Collected data:
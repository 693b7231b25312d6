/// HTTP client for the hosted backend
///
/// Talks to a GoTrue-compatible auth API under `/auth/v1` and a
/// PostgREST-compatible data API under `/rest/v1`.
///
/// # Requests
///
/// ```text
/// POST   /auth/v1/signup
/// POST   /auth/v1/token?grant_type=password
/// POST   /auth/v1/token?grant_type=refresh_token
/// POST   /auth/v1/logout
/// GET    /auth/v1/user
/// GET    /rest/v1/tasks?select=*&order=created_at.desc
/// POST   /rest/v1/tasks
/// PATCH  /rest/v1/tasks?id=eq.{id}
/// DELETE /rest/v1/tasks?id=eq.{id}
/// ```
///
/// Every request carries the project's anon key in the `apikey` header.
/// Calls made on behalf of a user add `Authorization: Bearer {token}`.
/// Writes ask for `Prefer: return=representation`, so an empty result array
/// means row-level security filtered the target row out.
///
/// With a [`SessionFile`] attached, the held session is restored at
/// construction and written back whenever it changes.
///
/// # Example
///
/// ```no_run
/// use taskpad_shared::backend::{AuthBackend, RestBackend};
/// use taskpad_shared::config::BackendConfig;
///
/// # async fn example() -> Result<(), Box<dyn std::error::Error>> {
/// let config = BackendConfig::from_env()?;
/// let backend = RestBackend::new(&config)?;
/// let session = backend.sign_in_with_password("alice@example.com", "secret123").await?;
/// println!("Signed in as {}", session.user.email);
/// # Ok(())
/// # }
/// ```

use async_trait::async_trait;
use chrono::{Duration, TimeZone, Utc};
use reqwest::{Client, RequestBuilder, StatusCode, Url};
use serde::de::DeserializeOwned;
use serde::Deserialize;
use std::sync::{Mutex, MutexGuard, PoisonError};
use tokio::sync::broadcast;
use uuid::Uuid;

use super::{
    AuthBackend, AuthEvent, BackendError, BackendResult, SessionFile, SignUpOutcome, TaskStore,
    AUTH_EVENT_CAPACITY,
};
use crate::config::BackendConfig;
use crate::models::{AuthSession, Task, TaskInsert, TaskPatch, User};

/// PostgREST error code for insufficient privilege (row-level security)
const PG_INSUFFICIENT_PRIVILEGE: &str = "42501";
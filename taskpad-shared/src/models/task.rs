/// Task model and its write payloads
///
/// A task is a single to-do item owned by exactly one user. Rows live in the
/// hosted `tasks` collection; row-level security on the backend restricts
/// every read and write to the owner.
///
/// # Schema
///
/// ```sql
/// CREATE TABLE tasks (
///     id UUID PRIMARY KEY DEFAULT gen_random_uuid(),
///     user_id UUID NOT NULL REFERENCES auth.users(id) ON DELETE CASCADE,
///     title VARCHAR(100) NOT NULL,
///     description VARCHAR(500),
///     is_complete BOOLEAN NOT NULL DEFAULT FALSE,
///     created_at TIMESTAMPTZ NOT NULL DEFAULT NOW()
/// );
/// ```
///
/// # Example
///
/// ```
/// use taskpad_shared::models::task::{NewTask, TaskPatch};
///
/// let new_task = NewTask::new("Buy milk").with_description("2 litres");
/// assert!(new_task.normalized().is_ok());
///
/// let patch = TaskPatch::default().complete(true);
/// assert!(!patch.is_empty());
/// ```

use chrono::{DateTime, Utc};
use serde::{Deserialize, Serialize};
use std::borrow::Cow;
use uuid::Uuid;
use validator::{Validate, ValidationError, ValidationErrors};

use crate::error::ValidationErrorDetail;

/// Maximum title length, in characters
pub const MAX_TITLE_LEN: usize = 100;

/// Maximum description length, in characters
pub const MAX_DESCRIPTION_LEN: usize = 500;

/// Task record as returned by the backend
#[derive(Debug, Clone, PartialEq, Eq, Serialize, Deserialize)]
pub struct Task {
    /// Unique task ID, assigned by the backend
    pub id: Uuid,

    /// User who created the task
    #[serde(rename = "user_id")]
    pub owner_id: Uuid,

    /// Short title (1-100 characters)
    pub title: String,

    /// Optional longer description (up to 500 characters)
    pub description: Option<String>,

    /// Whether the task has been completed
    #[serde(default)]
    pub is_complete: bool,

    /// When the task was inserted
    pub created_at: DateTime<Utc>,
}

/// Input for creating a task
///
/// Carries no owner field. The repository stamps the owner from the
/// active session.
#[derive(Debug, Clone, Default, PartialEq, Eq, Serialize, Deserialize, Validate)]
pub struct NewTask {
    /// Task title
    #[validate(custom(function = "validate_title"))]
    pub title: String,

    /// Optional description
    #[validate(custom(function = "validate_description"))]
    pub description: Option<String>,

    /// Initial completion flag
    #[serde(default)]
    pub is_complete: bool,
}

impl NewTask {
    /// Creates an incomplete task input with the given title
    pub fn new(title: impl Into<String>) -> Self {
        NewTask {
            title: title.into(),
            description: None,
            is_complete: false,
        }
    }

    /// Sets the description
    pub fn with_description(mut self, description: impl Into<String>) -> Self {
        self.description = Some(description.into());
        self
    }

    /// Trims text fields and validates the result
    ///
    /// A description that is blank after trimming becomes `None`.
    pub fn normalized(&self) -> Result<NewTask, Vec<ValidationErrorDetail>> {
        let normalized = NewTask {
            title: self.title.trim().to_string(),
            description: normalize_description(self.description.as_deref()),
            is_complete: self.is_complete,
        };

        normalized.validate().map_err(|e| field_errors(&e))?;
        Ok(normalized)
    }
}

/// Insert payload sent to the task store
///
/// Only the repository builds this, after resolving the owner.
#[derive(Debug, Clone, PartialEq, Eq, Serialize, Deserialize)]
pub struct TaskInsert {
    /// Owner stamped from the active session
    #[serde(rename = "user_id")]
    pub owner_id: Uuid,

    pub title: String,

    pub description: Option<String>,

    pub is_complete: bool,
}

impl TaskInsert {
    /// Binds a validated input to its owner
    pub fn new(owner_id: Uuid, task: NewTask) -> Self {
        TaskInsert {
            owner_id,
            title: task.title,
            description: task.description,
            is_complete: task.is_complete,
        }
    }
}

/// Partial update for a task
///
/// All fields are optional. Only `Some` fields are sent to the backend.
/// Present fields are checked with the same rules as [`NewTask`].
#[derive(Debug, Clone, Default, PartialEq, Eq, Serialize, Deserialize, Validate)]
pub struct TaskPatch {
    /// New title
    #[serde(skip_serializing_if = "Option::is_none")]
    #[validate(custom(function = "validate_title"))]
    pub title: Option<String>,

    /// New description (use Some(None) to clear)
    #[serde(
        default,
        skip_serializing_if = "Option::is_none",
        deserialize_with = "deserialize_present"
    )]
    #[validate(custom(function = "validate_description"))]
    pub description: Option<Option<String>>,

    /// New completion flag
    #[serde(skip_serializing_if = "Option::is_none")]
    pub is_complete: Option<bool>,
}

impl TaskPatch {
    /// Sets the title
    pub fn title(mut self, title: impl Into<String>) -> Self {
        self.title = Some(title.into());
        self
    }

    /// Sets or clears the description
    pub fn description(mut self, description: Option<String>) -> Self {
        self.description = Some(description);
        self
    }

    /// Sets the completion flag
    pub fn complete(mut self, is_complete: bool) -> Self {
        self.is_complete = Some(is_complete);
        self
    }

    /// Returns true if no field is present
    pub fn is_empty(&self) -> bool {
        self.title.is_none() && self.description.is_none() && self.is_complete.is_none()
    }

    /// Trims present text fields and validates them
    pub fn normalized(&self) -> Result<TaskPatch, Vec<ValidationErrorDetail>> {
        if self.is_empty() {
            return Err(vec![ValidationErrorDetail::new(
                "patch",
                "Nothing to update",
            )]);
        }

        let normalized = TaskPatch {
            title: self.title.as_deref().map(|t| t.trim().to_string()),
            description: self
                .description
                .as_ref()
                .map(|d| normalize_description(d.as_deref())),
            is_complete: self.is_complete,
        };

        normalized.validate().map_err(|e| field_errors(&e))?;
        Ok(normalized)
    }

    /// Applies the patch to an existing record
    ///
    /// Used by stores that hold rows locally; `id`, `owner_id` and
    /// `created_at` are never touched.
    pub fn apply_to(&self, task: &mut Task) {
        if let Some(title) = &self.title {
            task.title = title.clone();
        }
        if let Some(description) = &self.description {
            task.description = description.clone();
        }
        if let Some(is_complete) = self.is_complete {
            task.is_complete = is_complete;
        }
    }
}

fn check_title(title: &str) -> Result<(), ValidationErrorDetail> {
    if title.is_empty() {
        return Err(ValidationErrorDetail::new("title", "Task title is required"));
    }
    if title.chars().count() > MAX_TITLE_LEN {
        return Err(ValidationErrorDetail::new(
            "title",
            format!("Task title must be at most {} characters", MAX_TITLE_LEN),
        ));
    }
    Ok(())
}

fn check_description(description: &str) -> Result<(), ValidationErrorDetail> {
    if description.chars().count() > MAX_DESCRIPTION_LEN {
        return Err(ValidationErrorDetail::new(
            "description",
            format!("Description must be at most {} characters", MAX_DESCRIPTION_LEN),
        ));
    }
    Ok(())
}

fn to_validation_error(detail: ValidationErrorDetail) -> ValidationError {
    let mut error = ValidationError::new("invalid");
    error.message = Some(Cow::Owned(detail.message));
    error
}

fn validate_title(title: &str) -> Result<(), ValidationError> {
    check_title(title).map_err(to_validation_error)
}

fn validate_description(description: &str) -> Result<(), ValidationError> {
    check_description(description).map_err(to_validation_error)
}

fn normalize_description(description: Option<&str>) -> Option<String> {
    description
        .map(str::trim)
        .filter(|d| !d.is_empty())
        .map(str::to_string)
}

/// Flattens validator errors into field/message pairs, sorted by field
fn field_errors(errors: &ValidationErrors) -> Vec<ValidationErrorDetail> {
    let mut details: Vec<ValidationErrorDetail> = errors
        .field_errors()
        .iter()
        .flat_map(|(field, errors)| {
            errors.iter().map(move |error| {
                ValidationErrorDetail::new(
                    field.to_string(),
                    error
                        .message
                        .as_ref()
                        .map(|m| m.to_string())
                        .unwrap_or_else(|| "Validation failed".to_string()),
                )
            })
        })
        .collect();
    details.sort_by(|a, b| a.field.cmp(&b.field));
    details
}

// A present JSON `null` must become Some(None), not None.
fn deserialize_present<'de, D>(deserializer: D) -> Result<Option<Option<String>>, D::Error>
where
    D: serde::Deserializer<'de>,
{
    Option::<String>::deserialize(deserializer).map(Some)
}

Task description: Lines in the data that include the word "must" should all be copied.

Expected answer:
            format!("Task title must be at most {} characters", MAX_TITLE_LEN),
            format!("Description must be at most {} characters", MAX_DESCRIPTION_LEN),
// A present JSON `null` must become Some(None), not None.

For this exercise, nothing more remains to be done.